LIGHT SCALLOPED POTATOES WITH ROASTED CHILES
Inspired by Mexican papas con rajas, thinly sliced potatoes are double-baked - first in chicken broth and then again with roasted poblanos and parmesan until bubbly and golden.
Provided by Food Network Kitchen
Categories side-dish
Time 1h35m
Yield 6 servings
Number Of Ingredients 10
Steps:
- Preheat the broiler. Put the poblano cut-side down on a baking sheet and broil until the skin is browned in spots, about 5 minutes. Transfer to a bowl, cover with plastic wrap and let cool 5 minutes. Peel the skin off the poblano under cold running water, then chop into small pieces.
- Preheat the oven to 400 degrees F. Lightly butter a 2-quart baking dish. Heat 2 tablespoons butter in a large skillet over medium-high heat. Add the onion, garlic and thyme and cook, stirring frequently, until the onion is soft, about 5 minutes. Add the potatoes, chicken broth, 1 1/2 teaspoons salt, and pepper to taste and bring to a boil. Reduce the heat to medium and cook, stirring gently, until the potatoes are tender, 10 to 12 minutes.

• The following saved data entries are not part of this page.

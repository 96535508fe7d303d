//! Integration tests for the logger pipeline
//!
//! These tests verify:
//! - Level gating and the inclusive threshold
//! - Ordered fan-out with identical records
//! - Enable/disable bookkeeping
//! - Context sharing between copies
//! - File and JSON sinks end to end
//! - Fault isolation and escalation

use namedlog::appenders::file::FileAppender;
use namedlog::appenders::json::JsonAppender;
use namedlog::core::appender::{Appender, DisableTarget};
use namedlog::core::context::FieldValue;
use namedlog::core::error::{LoggerError, Result};
use namedlog::core::level::Level;
use namedlog::core::logger::Logger;
use namedlog::core::record::Record;
use parking_lot::Mutex;
use std::collections::HashMap;
use std::fs;
use std::sync::Arc;
use tempfile::TempDir;

/// What an appender saw, detached from the record's lifetime
#[derive(Debug, Clone, PartialEq)]
struct Seen {
    appender: String,
    logger: String,
    level: Level,
    message: String,
    data: Vec<FieldValue>,
    ctx: HashMap<String, FieldValue>,
    timestamp: chrono::DateTime<chrono::Utc>,
}

struct Recorder {
    id: String,
    seen: Arc<Mutex<Vec<Seen>>>,
}

impl Recorder {
    fn shared(id: &str, seen: &Arc<Mutex<Vec<Seen>>>) -> Arc<dyn Appender> {
        Arc::new(Self {
            id: id.to_string(),
            seen: Arc::clone(seen),
        })
    }
}

impl Appender for Recorder {
    fn append(&self, record: &Record<'_>) -> Result<()> {
        self.seen.lock().push(Seen {
            appender: self.id.clone(),
            logger: record.logger_name().to_string(),
            level: record.level,
            message: record.message.clone(),
            data: record.data.clone(),
            ctx: record.context.snapshot(),
            timestamp: record.timestamp,
        });
        Ok(())
    }

    fn id(&self) -> &str {
        &self.id
    }
}

fn new_journal() -> Arc<Mutex<Vec<Seen>>> {
    Arc::new(Mutex::new(Vec::new()))
}

#[test]
fn test_log_levels() {
    let temp_dir = TempDir::new().expect("Failed to create temp dir");
    let log_file = temp_dir.path().join("levels_test.log");

    let logger = Logger::builder("levels").min_level(Level::WARN).build();
    let appender = FileAppender::new(&log_file).expect("Failed to create appender");
    logger.enable(Arc::new(appender));

    logger.debug("Debug message");
    logger.info("Info message");
    logger.warn("Warn message");
    logger.error("Error message");
    let fatal = logger.panic("Panic message");

    logger.flush().expect("Failed to flush");

    let content = fs::read_to_string(&log_file).expect("Failed to read log file");
    assert!(!content.contains("Debug message"));
    assert!(!content.contains("Info message"));
    assert!(content.contains("Warn message"));
    assert!(content.contains("Error message"));
    assert!(content.contains("Panic message"));
    assert!(fatal.expect_err("panic must signal").is_fatal());
}

#[test]
fn test_panic_record_on_disk_when_fatal_returns() {
    let temp_dir = TempDir::new().expect("Failed to create temp dir");
    let text_file = temp_dir.path().join("crash.log");
    let json_file = temp_dir.path().join("crash.jsonl");

    let logger = Logger::builder("storage")
        .appender(FileAppender::new(&text_file).expect("Failed to create appender"))
        .appender(JsonAppender::new(&json_file).expect("Failed to create appender"))
        .build();

    let fatal = logger.panic("out of disk");
    assert!(fatal.expect_err("panic must signal").is_fatal());

    // Read while the logger and its buffered appenders are still alive
    let text = fs::read_to_string(&text_file).expect("Failed to read log file");
    let json = fs::read_to_string(&json_file).expect("Failed to read json file");
    assert!(text.contains("[PANIC] [storage] out of disk"));
    assert!(json.contains("out of disk"));
    assert_eq!(logger.appender_count(), 2);
}

#[test]
fn test_boundary_level_is_emitted() {
    let seen = new_journal();
    let logger = Logger::builder("boundary")
        .min_level(Level::INFO)
        .shared_appender(Recorder::shared("r", &seen))
        .build();

    logger.log(Level::new(20, "NOTICE", "*", "white"), "same value", vec![]);
    logger.log(Level::new(19, "CHATTY", "*", "white"), "just below", vec![]);

    let seen = seen.lock();
    assert_eq!(seen.len(), 1);
    assert_eq!(seen[0].message, "same value");
    assert_eq!(seen[0].level.name, "NOTICE");
}

#[test]
fn test_fan_out_order_and_identical_records() {
    let seen = new_journal();
    let logger = Logger::builder("fanout").build();
    for id in ["A", "B", "C"] {
        logger.enable(Recorder::shared(id, &seen));
    }

    logger.info_with("payload", vec![FieldValue::from(1), FieldValue::from("two")]);

    let seen = seen.lock();
    let order: Vec<&str> = seen.iter().map(|s| s.appender.as_str()).collect();
    assert_eq!(order, vec!["A", "B", "C"]);

    for s in seen.iter().skip(1) {
        assert_eq!(s.timestamp, seen[0].timestamp);
        assert_eq!(s.message, seen[0].message);
        assert_eq!(s.data, seen[0].data);
        assert_eq!(s.level, seen[0].level);
    }
}

#[test]
fn test_disable_removes_exactly_one() {
    let seen = new_journal();
    let logger = Logger::builder("registry").build();
    let audit = Recorder::shared("audit", &seen);

    logger
        .enable(Recorder::shared("first", &seen))
        .enable(Arc::clone(&audit))
        .enable(Recorder::shared("middle", &seen))
        .enable(Arc::clone(&audit));

    assert!(logger.disable(DisableTarget::ByInstance(Arc::clone(&audit))));
    assert_eq!(logger.appender_ids(), vec!["first", "middle", "audit"]);

    logger.info("once");
    assert_eq!(seen.lock().iter().filter(|s| s.appender == "audit").count(), 1);
}

#[test]
fn test_disable_by_same_id_different_instance() {
    let seen = new_journal();
    let logger = Logger::builder("registry").build();
    logger.enable(Recorder::shared("console", &seen));

    let lookalike = Recorder::shared("console", &seen);
    assert!(logger.disable(&lookalike));
    assert_eq!(logger.appender_count(), 0);
}

#[test]
fn test_disable_unknown_is_noop() {
    let seen = new_journal();
    let logger = Logger::builder("registry").build();
    logger
        .enable(Recorder::shared("a", &seen))
        .enable(Recorder::shared("b", &seen));

    assert!(!logger.disable("nope"));
    assert!(!logger.disable(String::from("also-nope")));
    assert_eq!(logger.appender_ids(), vec!["a", "b"]);
}

#[test]
fn test_copy_context_aliasing() {
    let seen = new_journal();
    let original = Logger::builder("svc")
        .context_field("env", "prod")
        .shared_appender(Recorder::shared("r", &seen))
        .build();

    let mut copy = original.copy();
    copy.add_context_key("k", "v");

    original.info("from original");
    copy.info("from copy");
    {
        let seen = seen.lock();
        for s in seen.iter() {
            assert_eq!(s.ctx.get("env"), Some(&FieldValue::from("prod")));
            assert_eq!(s.ctx.get("k"), Some(&FieldValue::from("v")));
        }
    }

    copy.set_context(HashMap::from([(
        "scope".to_string(),
        FieldValue::from("copy-only"),
    )]));
    original.info("after replace");
    copy.info("copy after replace");

    let seen = seen.lock();
    let after_original = &seen[2];
    let after_copy = &seen[3];
    assert!(after_original.ctx.get("scope").is_none());
    assert_eq!(after_original.ctx.get("k"), Some(&FieldValue::from("v")));
    assert_eq!(after_copy.ctx.len(), 1);
    assert_eq!(after_copy.ctx.get("scope"), Some(&FieldValue::from("copy-only")));
}

#[test]
fn test_named_copy_keeps_config() {
    let seen = new_journal();
    let parent = Logger::builder("api")
        .min_level(Level::ERROR)
        .shared_appender(Recorder::shared("r", &seen))
        .build();

    let child = parent.named("api/users");
    child.warn("suppressed");
    child.error("kept");

    let seen = seen.lock();
    assert_eq!(seen.len(), 1);
    assert_eq!(seen[0].logger, "api/users");
}

#[test]
fn test_multiple_file_appenders() {
    let temp_dir = TempDir::new().expect("Failed to create temp dir");
    let log_file1 = temp_dir.path().join("multi1.log");
    let log_file2 = temp_dir.path().join("multi2.jsonl");

    let logger = Logger::builder("multi")
        .appender(FileAppender::new(&log_file1).expect("Failed to create appender"))
        .appender(JsonAppender::new(&log_file2).expect("Failed to create appender"))
        .context_field("request_id", "abc-def")
        .build();

    logger.info("Test message");
    logger.flush().expect("Failed to flush");

    let text = fs::read_to_string(&log_file1).expect("Failed to read log file 1");
    let json = fs::read_to_string(&log_file2).expect("Failed to read log file 2");

    assert!(text.contains("Test message"));
    assert!(text.contains("request_id=abc-def"));

    let parsed: serde_json::Value = serde_json::from_str(json.trim()).expect("valid JSON line");
    assert_eq!(parsed["message"], "Test message");
    assert_eq!(parsed["ctx"]["request_id"], "abc-def");
    assert!(parsed["level"].get("color").is_none());
    assert!(parsed["level"].get("glyph").is_none());
}

#[test]
fn test_unopenable_file_is_isolated() {
    let temp_dir = TempDir::new().expect("Failed to create temp dir");
    let bad_path = temp_dir.path().join("no-such-dir").join("app.log");

    let seen = new_journal();
    let logger = Logger::builder("isolation")
        .appender(FileAppender::lazy(&bad_path))
        .shared_appender(Recorder::shared("after", &seen))
        .build();

    logger.error("disk trouble");

    assert_eq!(seen.lock().len(), 1);
    assert_eq!(logger.metrics().failed(), 1);
    assert_eq!(logger.metrics().emitted(), 1);
}

#[test]
fn test_panic_on_error_escalates_after_all_appenders() {
    let temp_dir = TempDir::new().expect("Failed to create temp dir");
    let bad_path = temp_dir.path().join("no-such-dir").join("app.log");

    let seen = new_journal();
    let logger = Logger::builder("strict")
        .appender(FileAppender::lazy(&bad_path).with_id("broken-file"))
        .shared_appender(Recorder::shared("after", &seen))
        .panic_on_error(true)
        .build();

    let outcome = std::panic::catch_unwind(std::panic::AssertUnwindSafe(|| {
        logger.info("must escalate");
    }));

    let payload = outcome.expect_err("expected escalation");
    let message = payload
        .downcast_ref::<String>()
        .cloned()
        .unwrap_or_default();
    assert!(message.contains("broken-file"), "got: {}", message);
    assert_eq!(seen.lock().len(), 1, "later appenders still receive the record");
}

#[test]
fn test_panicking_appender_is_isolated() {
    struct Panics;
    impl Appender for Panics {
        fn append(&self, _record: &Record<'_>) -> Result<()> {
            panic!("appender bug");
        }
        fn id(&self) -> &str {
            "panics"
        }
    }

    let seen = new_journal();
    let logger = Logger::builder("isolation")
        .appender(Panics)
        .shared_appender(Recorder::shared("after", &seen))
        .build();

    let record = logger.build_record(Level::INFO, "x".to_string(), vec![]);
    let result = logger.emit(&record);

    assert!(matches!(
        result,
        Err(LoggerError::AppenderFailed { ref appender, ref message })
            if appender == "panics" && message == "appender bug"
    ));
    assert_eq!(seen.lock().len(), 1);
}

#[test]
fn test_concurrent_logging_through_copies() {
    let seen = new_journal();
    let logger = Logger::builder("threads")
        .shared_appender(Recorder::shared("r", &seen))
        .build();

    let handles: Vec<_> = (0..4)
        .map(|t| {
            let child = logger.named(format!("worker-{}", t));
            std::thread::spawn(move || {
                for i in 0..25 {
                    child.info(format!("Thread {} - Message {}", t, i));
                }
            })
        })
        .collect();

    for handle in handles {
        handle.join().expect("Thread panicked");
    }

    assert_eq!(seen.lock().len(), 100);
    assert_eq!(logger.metrics().emitted(), 100);
}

- Arrange half of the potato-broth mixture in the prepared baking dish in an even layer. Sprinkle with half each of the roasted poblano and parmesan. Repeat with the remaining potato-broth mixture, poblano and parmesan. Bake until bubbly and slightly golden, about 35 minutes. Let stand 15 minutes before serving. Thin some crema or sour cream with water and serve alongside for topping.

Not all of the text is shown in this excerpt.